**TASK STATEMENT**
Reproduce all entries precisely as they are written.

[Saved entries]

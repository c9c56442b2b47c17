use crate::startup::AppState;
use axum::{extract::State, http::StatusCode, response::IntoResponse, Json};
use serde_json::json;
use service_core::observability::get_metrics;

pub async fn health_check() -> impl IntoResponse {
    Json(json!({
        "status": "ok",
        "service": "document-portal",
        "version": env!("CARGO_PKG_VERSION")
    }))
}

/// Reports whether the catalog backend answers.
pub async fn readiness_check(State(state): State<AppState>) -> impl IntoResponse {
    let catalog = match &state.mongo {
        Some(mongo) => match mongo.health_check().await {
            Ok(()) => "up",
            Err(e) => {
                tracing::warn!("MongoDB readiness check failed: {}", e);
                "down"
            }
        },
        None => "memory",
    };

    if catalog == "down" {
        (
            StatusCode::SERVICE_UNAVAILABLE,
            Json(json!({ "status": "not ready", "catalog": catalog })),
        )
    } else {
        (StatusCode::OK, Json(json!({ "status": "ready", "catalog": catalog })))
    }
}

pub async fn metrics_endpoint() -> impl IntoResponse {
    get_metrics()
}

**COMPLETED EXERCISE**
repository c9c56442b2b47c17
use crate::startup::AppState;
use axum::{extract::State, http::StatusCode, response::IntoResponse, Json};
use serde_json::json;
use service_core::observability::get_metrics;

pub async fn health_check() -> impl IntoResponse {
    Json(json!({
        "status": "ok",
        "service": "document-portal",
        "version": env!("CARGO_PKG_VERSION")
    }))
}

/// Reports whether the catalog backend answers.
pub async fn readiness_check(State(state): State<AppState>) -> impl IntoResponse {
    let catalog = match &state.mongo {
        Some(mongo) => match mongo.health_check().await {
            Ok(()) => "up",
            Err(e) => {
                tracing::warn!("MongoDB readiness check failed: {}", e);
                "down"
            }
        },
        None => "memory",
    };

    if catalog == "down" {
        (
            StatusCode::SERVICE_UNAVAILABLE,
            Json(json!({ "status": "not ready", "catalog": catalog })),
        )
    } else {
        (StatusCode::OK, Json(json!({ "status": "ready", "catalog": catalog })))
    }
}

pub async fn metrics_endpoint() -> impl IntoResponse {
    get_metrics()
}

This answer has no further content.